続*時を止めるキスを —Love is...—
とはいえ、央華ちゃんはそんな枠に収まっているような子じゃないらしい。……龍でさえ、彼女には負けている気がする。
もちろん「大人だねぇ」と、唸っているようなアラサーは愚痴聞き役にもなっておりませんが。
「私のことはさておき。龍の見合い相手が何かしてきたら、遠慮なく教えて下さいね!
いざって時は私が加勢しますし、聖吾くんもいますから。
それに私たち、……狙った獲物は逃がさないので。——藍凪さん、諦めたほうがいいですよ?」
美少女からにっこり笑いながら言われても、その発言の恐ろしさのほうが勝っていますよ?
なんだろう、この丸め込まれていく感じは。

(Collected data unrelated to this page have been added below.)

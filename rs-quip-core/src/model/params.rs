use std::str::FromStr;

use serde::{Deserialize, Serialize};

use crate::error::{QuipError, Result};

/// Largest accepted `max_words`.
pub const MAX_WORDS: usize = 64;

/// Largest accepted `candidate_count`.
pub const MAX_CANDIDATES: usize = 64;

/// Largest accepted `max_attempts`.
pub const MAX_ATTEMPTS: usize = 100;

/// Strategy used to select the starting context of a phrase.
///
/// # Variants
/// - `Random`: a random key from the start registry of the highest order
///   that has one.
/// - `Custom(String)`: the given words. When their trailing context is
///   unknown to every chain, generation falls back to a random start.
#[derive(Serialize, Deserialize, Clone, Debug, Default, PartialEq, Eq)]
#[serde(rename_all = "lowercase")]
pub enum StartSeed {
	#[default]
	Random,
	Custom(String),
}

/// Terminal punctuation of a rendered phrase.
#[derive(Serialize, Deserialize, Clone, Copy, Debug, Default, PartialEq, Eq)]
#[serde(rename_all = "lowercase")]
pub enum Theme {
	#[default]
	Statement,
	Question,
	Exclaim,
}

impl Theme {
	pub fn terminal(self) -> char {
		match self {
			Theme::Statement => '.',
			Theme::Question => '?',
			Theme::Exclaim => '!',
		}
	}
}

impl FromStr for Theme {
	type Err = String;

	fn from_str(s: &str) -> std::result::Result<Self, Self::Err> {
		match s.trim().to_ascii_lowercase().as_str() {
			"statement" | "default" => Ok(Theme::Statement),
			"question" => Ok(Theme::Question),
			"exclaim" => Ok(Theme::Exclaim),
			other => Err(format!("Unknown theme: {other}")),
		}
	}
}

/// Parameters of one generation request.
///
/// Word bounds, candidate count and attempts are plain fields; the
/// probabilities and the temperature go through setters that reject out of
/// range values. Values coming from configuration or a query string should
/// be checked with [`GenerationParams::validate`].
///
/// # Invariants (after validation)
/// - `1 <= min_words <= max_words <= MAX_WORDS`
/// - `1 <= candidate_count <= MAX_CANDIDATES`, `1 <= max_attempts <= MAX_ATTEMPTS`
/// - `temperature > 0`
/// - every probability lies in `[0, 1]`
#[derive(Serialize, Deserialize, Clone, Debug, PartialEq)]
#[serde(default)]
pub struct GenerationParams {
	/// Minimum number of words, inclusive.
	pub min_words: usize,

	/// Maximum number of words, inclusive.
	pub max_words: usize,

	/// Number of sampler calls per generation.
	pub candidate_count: usize,

	/// Sampling attempts allowed per sampler call before giving up.
	pub max_attempts: usize,

	/// Backoff orders used while sampling, highest first. Empty means the
	/// orders the model was built with.
	pub orders: Vec<usize>,

	pub start_seed: StartSeed,

	pub theme: Theme,

	/// Sampling sharpness (1.0 = raw counts).
	temperature: f64,

	/// Chance, per step, of jumping to an unrelated context.
	teleport_probability: f64,

	/// Chance, per step once `min_words` is reached, of stopping.
	stop_probability: f64,

	/// Chance for each tagged word of the chosen phrase to be swapped with
	/// another vocabulary word of the same part of speech.
	pos_swap_probability: f64,
}

impl Default for GenerationParams {
	fn default() -> Self {
		Self {
			min_words: 5,
			max_words: 8,
			candidate_count: 8,
			max_attempts: 10,
			orders: Vec::new(),
			start_seed: StartSeed::Random,
			theme: Theme::Statement,
			temperature: 1.0,
			teleport_probability: 0.05,
			stop_probability: 0.4,
			pos_swap_probability: 0.0,
		}
	}
}

impl GenerationParams {
	/// Creates parameters with the given word bounds and defaults elsewhere.
	///
	/// # Errors
	/// Returns an error if the bounds are empty or reversed.
	pub fn with_bounds(min_words: usize, max_words: usize) -> Result<Self> {
		let params = Self { min_words, max_words, ..Self::default() };
		params.check_bounds()?;
		Ok(params)
	}

	pub fn temperature(&self) -> f64 {
		self.temperature
	}

	pub fn teleport_probability(&self) -> f64 {
		self.teleport_probability
	}

	pub fn stop_probability(&self) -> f64 {
		self.stop_probability
	}

	pub fn pos_swap_probability(&self) -> f64 {
		self.pos_swap_probability
	}

	/// Midpoint of the word bounds, preferred by the scorer.
	pub fn midpoint(&self) -> f64 {
		(self.min_words + self.max_words) as f64 / 2.0
	}

	/// Sets the temperature (> 0).
	///
	/// # Errors
	/// Returns an error if the value is not strictly positive and finite.
	pub fn set_temperature(&mut self, temperature: f64) -> Result<()> {
		check_temperature(temperature)?;
		self.temperature = temperature;
		Ok(())
	}

	/// Sets the teleport probability (0.0..=1.0).
	pub fn set_teleport_probability(&mut self, probability: f64) -> Result<()> {
		check_probability("teleport_probability", probability)?;
		self.teleport_probability = probability;
		Ok(())
	}

	/// Sets the early stop probability (0.0..=1.0).
	pub fn set_stop_probability(&mut self, probability: f64) -> Result<()> {
		check_probability("stop_probability", probability)?;
		self.stop_probability = probability;
		Ok(())
	}

	/// Sets the part-of-speech swap probability (0.0..=1.0).
	pub fn set_pos_swap_probability(&mut self, probability: f64) -> Result<()> {
		check_probability("pos_swap_probability", probability)?;
		self.pos_swap_probability = probability;
		Ok(())
	}

	/// Checks every field.
	///
	/// # Errors
	/// Returns `InvalidParameter` naming the first offending field.
	pub fn validate(&self) -> Result<()> {
		self.check_bounds()?;
		check_temperature(self.temperature)?;
		check_probability("teleport_probability", self.teleport_probability)?;
		check_probability("stop_probability", self.stop_probability)?;
		check_probability("pos_swap_probability", self.pos_swap_probability)?;
		if !(1..=MAX_CANDIDATES).contains(&self.candidate_count) {
			return Err(QuipError::invalid("candidate_count", format!("must be between 1 and {MAX_CANDIDATES}")));
		}
		if !(1..=MAX_ATTEMPTS).contains(&self.max_attempts) {
			return Err(QuipError::invalid("max_attempts", format!("must be between 1 and {MAX_ATTEMPTS}")));
		}
		if self.orders.contains(&0) {
			return Err(QuipError::invalid("orders", "orders must be >= 1"));
		}
		Ok(())
	}

	fn check_bounds(&self) -> Result<()> {
		if self.min_words == 0 {
			return Err(QuipError::invalid("min_words", "must be >= 1"));
		}
		if self.min_words > self.max_words {
			return Err(QuipError::invalid(
				"max_words",
				format!("{} is below min_words {}", self.max_words, self.min_words),
			));
		}
		if self.max_words > MAX_WORDS {
			return Err(QuipError::invalid("max_words", format!("must be <= {MAX_WORDS}")));
		}
		Ok(())
	}
}

fn check_temperature(temperature: f64) -> Result<()> {
	if !(temperature.is_finite() && temperature > 0.0) {
		return Err(QuipError::invalid("temperature", format!("must be > 0, got {temperature}")));
	}
	Ok(())
}

fn check_probability(field: &'static str, probability: f64) -> Result<()> {
	if !(0.0..=1.0).contains(&probability) {
		return Err(QuipError::invalid(field, format!("must be between 0.0 and 1.0, got {probability}")));
	}
	Ok(())
}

……と思ったら、龍と一緒なのだと合点がいった。
こうして、思いがけず初対面を果たした彼女。最後に連絡先を交換し、今度はこっちで遊ぼうと約束して笑顔でカフェで別れた。
——そういえば、龍のお見合い話って誰……!と我に返るが、もう央華ちゃんの姿は辺りにない。
すぐにスマホを内ポケットから取り出し、彼女に連絡しようとしたが、まあいっかと再びしまう。

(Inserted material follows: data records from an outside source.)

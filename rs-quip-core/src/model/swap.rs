use rand::Rng;

use super::candidate::{Candidate, capitalize};
use super::language_model::LanguageModel;
use crate::pos::{PartOfSpeech, PosTagger};

/// Replaces tagged words of `candidate` with random vocabulary words of the
/// same part of speech.
///
/// Tags are tried in the order Noun, Verb, Adjective, Adverb; each one the
/// word carries gets its own roll against `probability`, and the first
/// success picks a replacement from the model's bucket for that tag. A
/// capitalized word gets a capitalized replacement. Standalone "I" is never
/// touched.
pub fn swap_words<R: Rng + ?Sized>(
	candidate: &mut Candidate,
	model: &LanguageModel,
	tagger: &dyn PosTagger,
	probability: f64,
	rng: &mut R,
) {
	if probability <= 0.0 {
		return;
	}

	for token in candidate.tokens_mut().iter_mut() {
		if token == "I" {
			continue;
		}
		let lower = token.to_lowercase();
		let tags = tagger.tags(&lower);

		for tag in PartOfSpeech::ALL {
			if !tags.contains(&tag) || rng.random::<f64>() >= probability {
				continue;
			}
			let bucket = model.pos_bucket(tag);
			if bucket.is_empty() {
				continue;
			}
			let replacement = &bucket[rng.random_range(0..bucket.len())];
			let capitalized = token.chars().next().is_some_and(char::is_uppercase);
			*token = if capitalized { capitalize(replacement) } else { replacement.clone() };
			break;
		}
	}
}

悶々とした気持ちはあるものの、少しでも早くオフィスへ向かうため、来た道を戻っていたその時。
「あなたが浅川さん?」
突然、後ろから声をかけられる。その低めの声色に聞き覚えがなく、不思議に思いながら振り向いた。
するとその先で捉えたのは、黒のファー付きロングコートを着た背の高いひとりの女性。